WORK TO BE COMPLETED => Return every line of the records that includes the string "Beatrice".

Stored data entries
══════
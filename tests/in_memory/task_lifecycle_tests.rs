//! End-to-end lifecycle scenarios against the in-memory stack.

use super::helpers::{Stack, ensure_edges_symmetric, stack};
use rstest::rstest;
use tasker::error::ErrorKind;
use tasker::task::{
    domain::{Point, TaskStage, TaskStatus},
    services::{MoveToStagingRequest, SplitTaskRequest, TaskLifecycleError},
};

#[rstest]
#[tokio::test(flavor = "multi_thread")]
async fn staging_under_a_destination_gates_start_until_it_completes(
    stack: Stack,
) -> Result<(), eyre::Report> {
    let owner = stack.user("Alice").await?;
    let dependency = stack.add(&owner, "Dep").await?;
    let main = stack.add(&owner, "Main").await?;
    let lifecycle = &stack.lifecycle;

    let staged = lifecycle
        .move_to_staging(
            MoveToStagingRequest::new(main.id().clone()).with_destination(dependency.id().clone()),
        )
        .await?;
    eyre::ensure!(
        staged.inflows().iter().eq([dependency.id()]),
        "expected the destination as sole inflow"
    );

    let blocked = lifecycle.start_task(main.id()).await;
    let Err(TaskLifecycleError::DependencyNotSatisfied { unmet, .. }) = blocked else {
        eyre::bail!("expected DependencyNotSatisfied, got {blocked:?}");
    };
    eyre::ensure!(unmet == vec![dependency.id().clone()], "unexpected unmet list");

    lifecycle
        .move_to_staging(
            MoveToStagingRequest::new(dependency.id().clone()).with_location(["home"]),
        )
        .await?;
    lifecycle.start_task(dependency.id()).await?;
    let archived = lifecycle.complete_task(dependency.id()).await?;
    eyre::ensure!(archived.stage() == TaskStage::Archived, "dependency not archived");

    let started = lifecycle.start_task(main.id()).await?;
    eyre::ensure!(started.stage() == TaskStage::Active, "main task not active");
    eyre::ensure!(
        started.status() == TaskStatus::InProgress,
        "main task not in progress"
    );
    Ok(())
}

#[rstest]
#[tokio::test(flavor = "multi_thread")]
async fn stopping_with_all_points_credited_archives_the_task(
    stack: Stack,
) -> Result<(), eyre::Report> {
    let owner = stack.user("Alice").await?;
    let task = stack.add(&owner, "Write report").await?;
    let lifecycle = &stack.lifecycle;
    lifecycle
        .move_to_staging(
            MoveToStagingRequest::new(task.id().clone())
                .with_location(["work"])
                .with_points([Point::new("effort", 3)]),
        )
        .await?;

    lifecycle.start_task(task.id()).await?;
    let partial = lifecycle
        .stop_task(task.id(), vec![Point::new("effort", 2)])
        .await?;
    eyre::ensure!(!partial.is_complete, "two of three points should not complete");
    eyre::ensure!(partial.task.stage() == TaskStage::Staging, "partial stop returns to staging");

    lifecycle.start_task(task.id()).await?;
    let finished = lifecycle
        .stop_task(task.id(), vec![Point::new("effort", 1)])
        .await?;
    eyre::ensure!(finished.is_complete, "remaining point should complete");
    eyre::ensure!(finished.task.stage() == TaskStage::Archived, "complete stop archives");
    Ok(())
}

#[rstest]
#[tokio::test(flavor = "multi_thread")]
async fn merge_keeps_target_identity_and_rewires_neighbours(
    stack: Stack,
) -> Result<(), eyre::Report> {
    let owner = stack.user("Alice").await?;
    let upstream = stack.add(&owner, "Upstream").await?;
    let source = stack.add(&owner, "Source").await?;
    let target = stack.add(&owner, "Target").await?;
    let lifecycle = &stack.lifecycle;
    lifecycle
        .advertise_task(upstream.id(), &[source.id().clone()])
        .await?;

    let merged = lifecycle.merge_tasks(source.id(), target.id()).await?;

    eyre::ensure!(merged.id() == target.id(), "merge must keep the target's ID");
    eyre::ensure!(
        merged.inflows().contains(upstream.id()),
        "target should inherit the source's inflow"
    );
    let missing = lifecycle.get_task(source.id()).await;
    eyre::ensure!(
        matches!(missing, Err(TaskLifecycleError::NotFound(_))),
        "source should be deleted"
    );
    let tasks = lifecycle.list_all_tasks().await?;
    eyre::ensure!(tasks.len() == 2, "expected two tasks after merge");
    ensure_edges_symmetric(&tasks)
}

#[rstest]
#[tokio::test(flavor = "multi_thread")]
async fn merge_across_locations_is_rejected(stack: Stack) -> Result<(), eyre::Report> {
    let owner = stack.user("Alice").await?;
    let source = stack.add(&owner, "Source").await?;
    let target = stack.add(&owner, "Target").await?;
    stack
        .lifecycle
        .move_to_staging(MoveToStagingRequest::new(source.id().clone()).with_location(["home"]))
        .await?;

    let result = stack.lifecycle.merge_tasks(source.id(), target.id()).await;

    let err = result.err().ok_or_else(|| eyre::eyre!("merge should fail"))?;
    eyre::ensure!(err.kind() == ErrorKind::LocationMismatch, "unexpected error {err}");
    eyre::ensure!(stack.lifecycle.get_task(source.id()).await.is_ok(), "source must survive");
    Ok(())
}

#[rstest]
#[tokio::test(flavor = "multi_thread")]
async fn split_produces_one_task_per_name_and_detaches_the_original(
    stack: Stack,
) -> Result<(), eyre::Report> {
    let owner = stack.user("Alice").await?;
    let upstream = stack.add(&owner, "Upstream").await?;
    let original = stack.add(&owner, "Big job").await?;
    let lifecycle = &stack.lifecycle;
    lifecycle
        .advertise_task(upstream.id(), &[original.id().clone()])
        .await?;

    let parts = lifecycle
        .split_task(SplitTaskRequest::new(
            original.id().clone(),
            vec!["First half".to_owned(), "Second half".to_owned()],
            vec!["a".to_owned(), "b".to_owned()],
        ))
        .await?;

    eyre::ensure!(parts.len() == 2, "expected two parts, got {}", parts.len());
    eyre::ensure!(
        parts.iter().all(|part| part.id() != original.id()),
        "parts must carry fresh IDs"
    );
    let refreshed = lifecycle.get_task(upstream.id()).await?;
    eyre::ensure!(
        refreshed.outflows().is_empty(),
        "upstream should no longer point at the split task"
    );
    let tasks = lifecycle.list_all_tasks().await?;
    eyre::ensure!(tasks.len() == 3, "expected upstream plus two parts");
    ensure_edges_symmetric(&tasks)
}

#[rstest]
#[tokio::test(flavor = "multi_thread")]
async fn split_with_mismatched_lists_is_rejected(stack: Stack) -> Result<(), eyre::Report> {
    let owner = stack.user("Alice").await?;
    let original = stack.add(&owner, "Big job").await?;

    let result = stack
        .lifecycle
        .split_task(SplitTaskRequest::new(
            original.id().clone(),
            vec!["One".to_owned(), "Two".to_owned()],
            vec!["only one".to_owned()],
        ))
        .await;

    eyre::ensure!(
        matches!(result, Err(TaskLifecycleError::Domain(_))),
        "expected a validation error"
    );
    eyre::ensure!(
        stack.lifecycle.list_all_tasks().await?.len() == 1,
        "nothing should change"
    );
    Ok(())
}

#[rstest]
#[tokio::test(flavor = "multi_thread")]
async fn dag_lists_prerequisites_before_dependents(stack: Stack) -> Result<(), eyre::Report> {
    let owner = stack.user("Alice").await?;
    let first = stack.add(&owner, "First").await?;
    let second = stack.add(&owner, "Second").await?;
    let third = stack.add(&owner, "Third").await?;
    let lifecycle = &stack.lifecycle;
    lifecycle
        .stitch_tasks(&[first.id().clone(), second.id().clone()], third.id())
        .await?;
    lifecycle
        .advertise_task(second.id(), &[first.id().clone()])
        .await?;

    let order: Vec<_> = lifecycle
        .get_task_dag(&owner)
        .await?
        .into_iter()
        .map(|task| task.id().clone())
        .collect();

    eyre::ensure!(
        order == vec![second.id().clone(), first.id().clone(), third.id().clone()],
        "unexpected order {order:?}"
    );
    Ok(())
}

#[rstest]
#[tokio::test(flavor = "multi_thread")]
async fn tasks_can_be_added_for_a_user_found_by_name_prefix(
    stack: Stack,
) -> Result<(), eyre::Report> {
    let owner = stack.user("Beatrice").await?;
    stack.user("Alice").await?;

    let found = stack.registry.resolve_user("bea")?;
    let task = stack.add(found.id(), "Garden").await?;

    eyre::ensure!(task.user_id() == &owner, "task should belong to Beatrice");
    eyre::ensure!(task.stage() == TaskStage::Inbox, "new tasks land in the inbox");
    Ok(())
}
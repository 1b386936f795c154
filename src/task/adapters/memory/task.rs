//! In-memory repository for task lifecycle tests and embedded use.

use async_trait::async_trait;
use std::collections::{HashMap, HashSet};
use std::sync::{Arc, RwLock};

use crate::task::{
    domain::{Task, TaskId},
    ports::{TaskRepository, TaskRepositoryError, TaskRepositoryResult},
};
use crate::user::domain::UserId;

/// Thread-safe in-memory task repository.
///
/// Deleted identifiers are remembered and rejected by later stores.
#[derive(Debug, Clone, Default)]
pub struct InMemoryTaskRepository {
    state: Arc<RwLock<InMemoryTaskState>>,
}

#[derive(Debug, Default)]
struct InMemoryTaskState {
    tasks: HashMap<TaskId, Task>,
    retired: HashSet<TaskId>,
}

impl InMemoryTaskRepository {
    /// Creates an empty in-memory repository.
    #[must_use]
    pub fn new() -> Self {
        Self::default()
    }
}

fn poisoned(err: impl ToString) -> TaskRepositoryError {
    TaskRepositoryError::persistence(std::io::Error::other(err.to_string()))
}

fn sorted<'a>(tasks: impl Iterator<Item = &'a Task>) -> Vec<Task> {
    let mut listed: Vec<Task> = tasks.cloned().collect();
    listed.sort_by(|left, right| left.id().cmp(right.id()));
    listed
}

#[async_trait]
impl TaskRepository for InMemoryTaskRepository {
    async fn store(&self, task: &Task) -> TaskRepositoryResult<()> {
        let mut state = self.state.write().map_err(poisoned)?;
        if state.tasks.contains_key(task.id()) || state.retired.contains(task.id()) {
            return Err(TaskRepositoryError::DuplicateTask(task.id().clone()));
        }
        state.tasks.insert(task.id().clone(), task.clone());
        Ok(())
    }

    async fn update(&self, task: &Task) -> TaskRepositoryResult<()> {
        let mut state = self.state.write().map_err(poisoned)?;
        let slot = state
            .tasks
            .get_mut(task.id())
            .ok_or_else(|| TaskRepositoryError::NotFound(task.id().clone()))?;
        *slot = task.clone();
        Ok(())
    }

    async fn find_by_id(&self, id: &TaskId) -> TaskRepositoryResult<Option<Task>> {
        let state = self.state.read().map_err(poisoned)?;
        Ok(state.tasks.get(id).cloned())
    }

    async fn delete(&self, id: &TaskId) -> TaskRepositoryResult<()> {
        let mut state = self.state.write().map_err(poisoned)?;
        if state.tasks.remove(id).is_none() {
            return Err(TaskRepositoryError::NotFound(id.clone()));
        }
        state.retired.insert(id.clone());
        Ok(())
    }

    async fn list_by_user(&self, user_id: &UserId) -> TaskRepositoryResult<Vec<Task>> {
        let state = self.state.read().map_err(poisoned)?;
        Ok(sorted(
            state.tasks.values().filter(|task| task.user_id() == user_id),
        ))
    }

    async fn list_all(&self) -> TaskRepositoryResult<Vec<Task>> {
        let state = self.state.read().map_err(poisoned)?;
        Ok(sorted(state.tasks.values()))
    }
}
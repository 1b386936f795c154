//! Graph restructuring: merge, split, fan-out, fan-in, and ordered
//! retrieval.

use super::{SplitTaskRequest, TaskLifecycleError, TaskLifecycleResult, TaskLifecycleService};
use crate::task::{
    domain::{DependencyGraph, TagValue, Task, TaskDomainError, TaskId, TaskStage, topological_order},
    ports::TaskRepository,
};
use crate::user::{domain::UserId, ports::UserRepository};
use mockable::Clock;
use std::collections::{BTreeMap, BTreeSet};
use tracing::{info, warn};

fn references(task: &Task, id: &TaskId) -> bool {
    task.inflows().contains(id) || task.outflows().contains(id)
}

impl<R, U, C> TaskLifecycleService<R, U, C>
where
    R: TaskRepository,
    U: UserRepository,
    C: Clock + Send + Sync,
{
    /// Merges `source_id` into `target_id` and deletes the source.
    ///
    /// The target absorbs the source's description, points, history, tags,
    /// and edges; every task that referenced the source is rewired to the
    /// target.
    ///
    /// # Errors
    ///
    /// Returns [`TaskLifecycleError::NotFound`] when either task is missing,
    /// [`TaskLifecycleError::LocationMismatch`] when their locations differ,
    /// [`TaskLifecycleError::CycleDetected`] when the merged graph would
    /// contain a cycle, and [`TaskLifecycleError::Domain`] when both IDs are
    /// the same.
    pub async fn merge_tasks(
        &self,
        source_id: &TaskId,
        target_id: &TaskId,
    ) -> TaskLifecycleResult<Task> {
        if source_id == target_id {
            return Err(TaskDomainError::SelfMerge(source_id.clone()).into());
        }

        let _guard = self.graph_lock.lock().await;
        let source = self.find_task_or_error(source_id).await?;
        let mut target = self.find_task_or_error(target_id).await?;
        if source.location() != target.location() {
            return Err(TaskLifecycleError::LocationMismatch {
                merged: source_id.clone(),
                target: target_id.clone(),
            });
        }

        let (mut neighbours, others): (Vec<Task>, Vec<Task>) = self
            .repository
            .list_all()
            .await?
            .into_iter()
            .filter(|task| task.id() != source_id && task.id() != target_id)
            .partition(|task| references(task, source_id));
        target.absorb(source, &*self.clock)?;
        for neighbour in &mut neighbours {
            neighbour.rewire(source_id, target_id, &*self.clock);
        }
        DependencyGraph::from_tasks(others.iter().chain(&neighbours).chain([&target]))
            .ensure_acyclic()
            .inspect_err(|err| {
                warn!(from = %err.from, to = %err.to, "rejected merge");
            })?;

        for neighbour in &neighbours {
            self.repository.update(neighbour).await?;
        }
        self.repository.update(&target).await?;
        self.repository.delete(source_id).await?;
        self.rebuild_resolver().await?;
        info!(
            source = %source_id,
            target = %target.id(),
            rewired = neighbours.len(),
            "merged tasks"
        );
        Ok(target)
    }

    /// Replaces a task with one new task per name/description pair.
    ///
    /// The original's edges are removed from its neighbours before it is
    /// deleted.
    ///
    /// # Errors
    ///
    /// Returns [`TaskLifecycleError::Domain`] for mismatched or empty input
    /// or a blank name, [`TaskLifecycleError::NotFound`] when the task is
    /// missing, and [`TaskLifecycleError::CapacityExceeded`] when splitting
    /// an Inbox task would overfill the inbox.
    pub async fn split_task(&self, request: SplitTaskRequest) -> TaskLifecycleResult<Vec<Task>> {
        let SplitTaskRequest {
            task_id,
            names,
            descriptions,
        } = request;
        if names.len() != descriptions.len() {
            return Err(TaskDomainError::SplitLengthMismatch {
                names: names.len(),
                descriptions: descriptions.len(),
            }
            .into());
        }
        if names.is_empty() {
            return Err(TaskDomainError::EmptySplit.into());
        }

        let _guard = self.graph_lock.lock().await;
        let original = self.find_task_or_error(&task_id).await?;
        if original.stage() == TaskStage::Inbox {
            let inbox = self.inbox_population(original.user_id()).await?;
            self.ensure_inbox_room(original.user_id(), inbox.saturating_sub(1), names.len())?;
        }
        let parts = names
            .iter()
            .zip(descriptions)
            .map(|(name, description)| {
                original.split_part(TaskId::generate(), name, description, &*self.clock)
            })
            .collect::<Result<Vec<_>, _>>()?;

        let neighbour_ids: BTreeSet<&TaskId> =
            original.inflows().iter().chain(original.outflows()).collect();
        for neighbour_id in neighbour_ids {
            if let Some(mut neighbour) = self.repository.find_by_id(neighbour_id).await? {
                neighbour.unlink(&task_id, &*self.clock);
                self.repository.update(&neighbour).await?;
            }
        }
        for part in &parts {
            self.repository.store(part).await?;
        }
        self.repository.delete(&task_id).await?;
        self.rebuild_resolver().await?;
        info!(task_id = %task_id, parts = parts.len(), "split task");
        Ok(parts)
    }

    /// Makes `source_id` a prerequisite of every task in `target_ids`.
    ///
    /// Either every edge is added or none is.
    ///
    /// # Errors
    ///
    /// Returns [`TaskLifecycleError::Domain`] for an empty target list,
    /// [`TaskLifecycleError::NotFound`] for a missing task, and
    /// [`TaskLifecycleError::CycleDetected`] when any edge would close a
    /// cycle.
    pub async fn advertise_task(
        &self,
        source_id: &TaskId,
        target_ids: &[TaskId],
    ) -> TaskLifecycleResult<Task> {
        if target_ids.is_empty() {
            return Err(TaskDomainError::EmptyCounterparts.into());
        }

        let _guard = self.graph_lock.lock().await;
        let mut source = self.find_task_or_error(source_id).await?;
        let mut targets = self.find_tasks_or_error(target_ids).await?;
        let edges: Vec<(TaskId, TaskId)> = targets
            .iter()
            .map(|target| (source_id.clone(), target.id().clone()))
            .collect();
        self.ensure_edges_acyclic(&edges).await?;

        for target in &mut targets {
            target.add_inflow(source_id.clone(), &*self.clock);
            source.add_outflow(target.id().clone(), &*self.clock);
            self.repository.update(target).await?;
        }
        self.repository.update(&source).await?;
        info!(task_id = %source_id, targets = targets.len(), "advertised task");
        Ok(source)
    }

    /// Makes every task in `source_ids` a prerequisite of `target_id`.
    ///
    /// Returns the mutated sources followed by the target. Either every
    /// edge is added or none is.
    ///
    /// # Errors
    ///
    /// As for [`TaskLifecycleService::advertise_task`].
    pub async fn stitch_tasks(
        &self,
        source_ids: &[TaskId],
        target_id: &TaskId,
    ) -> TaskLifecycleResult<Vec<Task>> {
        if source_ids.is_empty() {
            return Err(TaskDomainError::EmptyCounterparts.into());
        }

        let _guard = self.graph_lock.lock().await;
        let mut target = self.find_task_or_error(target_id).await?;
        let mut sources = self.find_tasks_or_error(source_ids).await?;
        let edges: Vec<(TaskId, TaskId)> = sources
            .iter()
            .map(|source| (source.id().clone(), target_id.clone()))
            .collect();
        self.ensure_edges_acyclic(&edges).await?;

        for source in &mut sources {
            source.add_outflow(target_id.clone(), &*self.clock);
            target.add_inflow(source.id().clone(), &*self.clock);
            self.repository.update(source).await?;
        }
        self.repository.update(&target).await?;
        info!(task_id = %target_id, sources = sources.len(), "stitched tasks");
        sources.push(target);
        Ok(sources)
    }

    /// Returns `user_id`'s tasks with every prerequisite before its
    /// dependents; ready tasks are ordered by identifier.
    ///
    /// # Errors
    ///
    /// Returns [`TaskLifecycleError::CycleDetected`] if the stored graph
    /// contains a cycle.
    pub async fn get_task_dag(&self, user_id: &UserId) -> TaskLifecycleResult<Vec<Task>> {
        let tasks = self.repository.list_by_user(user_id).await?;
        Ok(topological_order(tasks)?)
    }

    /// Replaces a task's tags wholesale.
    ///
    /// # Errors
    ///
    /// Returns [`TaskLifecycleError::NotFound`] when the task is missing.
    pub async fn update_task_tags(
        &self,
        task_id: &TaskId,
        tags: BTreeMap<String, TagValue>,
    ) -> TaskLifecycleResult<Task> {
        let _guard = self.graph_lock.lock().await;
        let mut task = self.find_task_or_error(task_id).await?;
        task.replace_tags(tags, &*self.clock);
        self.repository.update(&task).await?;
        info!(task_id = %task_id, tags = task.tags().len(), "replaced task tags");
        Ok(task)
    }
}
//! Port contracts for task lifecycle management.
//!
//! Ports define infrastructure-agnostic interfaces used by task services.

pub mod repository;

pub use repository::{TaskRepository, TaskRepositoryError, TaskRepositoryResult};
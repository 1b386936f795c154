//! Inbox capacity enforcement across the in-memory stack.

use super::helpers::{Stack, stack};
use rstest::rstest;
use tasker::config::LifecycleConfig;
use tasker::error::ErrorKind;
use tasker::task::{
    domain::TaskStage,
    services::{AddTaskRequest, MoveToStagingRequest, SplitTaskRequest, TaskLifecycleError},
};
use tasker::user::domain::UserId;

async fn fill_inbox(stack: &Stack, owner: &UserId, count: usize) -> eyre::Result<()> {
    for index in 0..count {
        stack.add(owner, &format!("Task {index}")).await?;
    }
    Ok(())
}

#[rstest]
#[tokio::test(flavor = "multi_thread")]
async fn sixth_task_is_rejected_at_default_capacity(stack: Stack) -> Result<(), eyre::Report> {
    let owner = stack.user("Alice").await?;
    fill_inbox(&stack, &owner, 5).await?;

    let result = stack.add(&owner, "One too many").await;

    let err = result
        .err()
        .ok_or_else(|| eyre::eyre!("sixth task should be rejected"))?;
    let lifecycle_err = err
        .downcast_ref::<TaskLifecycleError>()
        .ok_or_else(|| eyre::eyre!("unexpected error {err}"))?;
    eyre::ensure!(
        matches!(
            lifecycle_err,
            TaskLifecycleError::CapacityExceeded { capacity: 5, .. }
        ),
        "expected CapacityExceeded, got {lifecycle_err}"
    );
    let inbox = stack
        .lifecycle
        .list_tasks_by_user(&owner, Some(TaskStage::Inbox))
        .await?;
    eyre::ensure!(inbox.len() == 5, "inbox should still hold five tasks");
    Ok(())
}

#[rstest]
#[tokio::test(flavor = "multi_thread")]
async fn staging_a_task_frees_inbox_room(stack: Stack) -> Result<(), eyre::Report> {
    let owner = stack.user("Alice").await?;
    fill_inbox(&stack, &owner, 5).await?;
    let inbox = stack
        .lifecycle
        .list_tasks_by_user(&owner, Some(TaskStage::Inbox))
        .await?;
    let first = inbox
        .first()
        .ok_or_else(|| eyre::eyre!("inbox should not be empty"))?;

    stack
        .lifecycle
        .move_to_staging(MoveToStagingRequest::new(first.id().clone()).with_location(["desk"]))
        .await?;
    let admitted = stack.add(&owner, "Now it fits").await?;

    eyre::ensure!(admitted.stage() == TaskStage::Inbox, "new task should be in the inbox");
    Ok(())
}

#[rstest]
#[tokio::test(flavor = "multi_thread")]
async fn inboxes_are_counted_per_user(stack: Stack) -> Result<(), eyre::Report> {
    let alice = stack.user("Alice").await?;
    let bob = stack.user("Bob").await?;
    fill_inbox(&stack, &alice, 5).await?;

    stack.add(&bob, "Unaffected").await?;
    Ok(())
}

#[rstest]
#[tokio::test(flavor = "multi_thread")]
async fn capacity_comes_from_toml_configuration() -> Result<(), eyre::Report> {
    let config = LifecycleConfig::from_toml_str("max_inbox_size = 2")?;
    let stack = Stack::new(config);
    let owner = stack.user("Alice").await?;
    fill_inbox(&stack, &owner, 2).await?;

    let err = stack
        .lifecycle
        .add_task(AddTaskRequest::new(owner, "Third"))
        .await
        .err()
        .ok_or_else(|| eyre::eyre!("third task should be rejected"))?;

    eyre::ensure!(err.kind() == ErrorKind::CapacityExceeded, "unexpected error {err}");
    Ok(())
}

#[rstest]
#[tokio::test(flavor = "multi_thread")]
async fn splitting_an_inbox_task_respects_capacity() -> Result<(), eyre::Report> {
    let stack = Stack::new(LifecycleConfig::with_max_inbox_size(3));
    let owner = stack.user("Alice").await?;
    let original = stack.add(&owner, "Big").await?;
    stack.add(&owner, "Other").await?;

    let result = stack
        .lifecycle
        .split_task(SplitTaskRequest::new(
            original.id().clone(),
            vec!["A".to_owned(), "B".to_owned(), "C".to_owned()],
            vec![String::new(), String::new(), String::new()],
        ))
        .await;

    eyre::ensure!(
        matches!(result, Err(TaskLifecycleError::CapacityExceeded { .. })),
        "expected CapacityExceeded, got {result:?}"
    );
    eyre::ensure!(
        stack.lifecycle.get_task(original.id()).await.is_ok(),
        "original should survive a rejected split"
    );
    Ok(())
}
══════
ANSWER SECTION =>
    let owner = stack.user("Beatrice").await?;
    eyre::ensure!(task.user_id() == &owner, "task should belong to Beatrice");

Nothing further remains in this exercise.